Die Aufteilung: Stadt Fulda 4.448, Landbezirk 7.972 und Gutsbezirke 38 Einzelhaushalte. Rein rechnerisch lebten damals im Gesamtkreis Fulda durchschnittlich fünf Personen in jedem Einzelhaushalt. Es wurden insgesamt 1.914 Kinder geboren und 1.173 Personen starben im gleichen Zeitraum. Somit konnte ein Geburtenüberschuss von real 741 (!) registriert werden. Eheschließungen wurden 394 vollzogen.
Die einwohnerstärksten Landgemeindon waren: Flieden (1.824 Einwohner), Großenlüder (1.729), Salzschlirf (1.462), Petersberg (1.341), Horas (1.323) und Künzell (1.076). Am Ende der Tabelle rangierte mit 37 Einwohnern die Ortschaft Reinhards. Was die Flächenausdehnung anbetraf, so umfasste der Kreis Fulda 61.378 Hektar.
Davon gehörten zum Bereich der Stadt Fulda 948 Hektar. Demzufolge betrug die Fläche des Landbezirkes (einschließlich Gutsbezirke) 60.430 Hektar. Bezogen auf die Bevölkerungsverhältnisse lebten auf einem Quadratkilometer 2.371 Einwohner in der Stadt, im Landbezirk einschließlich der Gutsbezirke waren es 67 Bewohner, während im gesamten Kreisgebiet 103 Personen auf einen Quadratkilometer kamen.

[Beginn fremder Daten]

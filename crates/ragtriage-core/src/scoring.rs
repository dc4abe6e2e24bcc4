//! Weighted aggregation of per-metric scores into one overall score.

use crate::catalog::MetricCatalog;
use crate::error::{Result, TriageError};
use crate::types::MetricScores;
use serde::{Deserialize, Serialize};
use tracing::warn;

/// Fraction of catalog metrics that must be evaluated for a `high` rating.
pub const HIGH_RELIABILITY_RATIO: f64 = 0.83;
/// Fraction of catalog metrics that must be evaluated for a `medium` rating.
pub const MEDIUM_RELIABILITY_RATIO: f64 = 0.58;

const SCORE_PRECISION: f64 = 1e9;

#[derive(Debug, Clone, Copy, Serialize, Deserialize, PartialEq, Eq)]
#[serde(rename_all = "lowercase")]
pub enum ReliabilityLevel {
    High,
    Medium,
    Low,
}

#[derive(Debug, Clone, Serialize, Deserialize, PartialEq)]
pub struct Reliability {
    pub level: ReliabilityLevel,
    pub message: String,
}

#[derive(Debug, Clone, Serialize, Deserialize, PartialEq)]
#[serde(rename_all = "camelCase")]
pub struct WeightedScore {
    /// Overall score in `[0, 100]`.
    pub overall: f64,
    pub evaluated_metrics: usize,
    pub reliability: Reliability,
}

/// Combine evaluated metric scores using catalog weights.
///
/// Metrics missing from `scores` are not evaluated and do not drag the
/// average down. Unknown ids and non-finite values are skipped.
pub fn weighted_score(catalog: &MetricCatalog, scores: &MetricScores) -> Result<WeightedScore> {
    let mut evaluated: Vec<(&str, f64, f64)> = Vec::with_capacity(scores.len());
    for (id, &value) in scores {
        let Some(metric) = catalog.get(id) else {
            warn!(metric = %id, "Ignoring score for metric missing from catalog");
            continue;
        };
        if !value.is_finite() {
            warn!(metric = %id, value, "Ignoring non-finite metric score");
            continue;
        }
        evaluated.push((id.as_str(), value.clamp(0.0, 1.0), metric.weight));
    }

    if evaluated.is_empty() {
        return Err(TriageError::InsufficientData);
    }

    // Fixed summation order keeps the result independent of map iteration.
    evaluated.sort_by(|a, b| a.0.cmp(b.0));
    let (weighted_sum, weight_total) = evaluated
        .iter()
        .fold((0.0, 0.0), |(sum, total), &(_, value, weight)| {
            (sum + value * weight, total + weight)
        });

    let overall = round_score(100.0 * weighted_sum / weight_total).clamp(0.0, 100.0);
    let reliability = reliability_for(evaluated.len(), catalog.len());

    Ok(WeightedScore {
        overall,
        evaluated_metrics: evaluated.len(),
        reliability,
    })
}

/// Snap to 1e-9 points so scores sitting exactly on a grade boundary are
/// not pushed below it by summation error.
fn round_score(raw: f64) -> f64 {
    (raw * SCORE_PRECISION).round() / SCORE_PRECISION
}

/// Rate how far an overall score can be trusted given metric coverage.
pub fn reliability_for(evaluated: usize, catalog_size: usize) -> Reliability {
    let ratio = if catalog_size == 0 {
        0.0
    } else {
        evaluated as f64 / catalog_size as f64
    };

    let level = if ratio >= HIGH_RELIABILITY_RATIO {
        ReliabilityLevel::High
    } else if ratio >= MEDIUM_RELIABILITY_RATIO {
        ReliabilityLevel::Medium
    } else {
        ReliabilityLevel::Low
    };

    let message = match level {
        ReliabilityLevel::High => {
            format!("{evaluated}/{catalog_size} metrics evaluated; the overall score is reliable")
        }
        ReliabilityLevel::Medium => format!(
            "{evaluated}/{catalog_size} metrics evaluated; the overall score is indicative"
        ),
        ReliabilityLevel::Low => format!(
            "Only {evaluated}/{catalog_size} metrics evaluated; treat the overall score with caution and evaluate more metrics before drawing conclusions"
        ),
    };

    Reliability { level, message }
}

In 71 kreisangehörigen Gemeinden und in der Stadt Fulda gab es insgesamt 76 Volksschulen. 72 davon hatten den Status katholischer Lehranstalten, zwei waren für evangelische und zwei für jüdische Schüler bestimmt. An diesen Bildungseinrichtungen unterrichteten insgesamt 198 Lehrpersonen. In der Stadt Fulda waren es 32 Lehrer und 38 Lehrerinnen, im Landbezirk bestand der Lehrkörper aus 90 männlichen und 38 weiblichen Lehrkräften. Insgesamt besuchten im Schuljahr 1910 10.929 Kinder diese Bildungsstätten im Kreisgebiet.
Bezogen auf die städtischen Volksschulen, schlug die Schulkinderzahl mit 2.690 zu Buche.
In den 73 Bildungsstätten der Gemeinden bestanden 40 einklassige Schulen, in 22 Einrichtungen unterrichteten je zwei Lehrkräfte, in fünf Schulen je drei, in zwei je vier, in drei je fünf und in einer Schule vermittelten sechs Lehrer/innen den Lehrstoff. An insgesamt 19 Volksschulen im Gesamt-Kreisgebiet bestand zu dieser Zeit akuter Schulnotstand durch überfüllte Klassen. Am Beispiel der Volksschule Neuhof, seinerzeit die einzige sechsklassige im Fuldaer Landbezirk, lässt sich dies belegen: Am 4. April 1910 besuchten in Neuhof 381 Schüler/innen die dortige Anstalt. Dies entspricht einem Schnitt von 63,5 Schüler/innen je Klasse.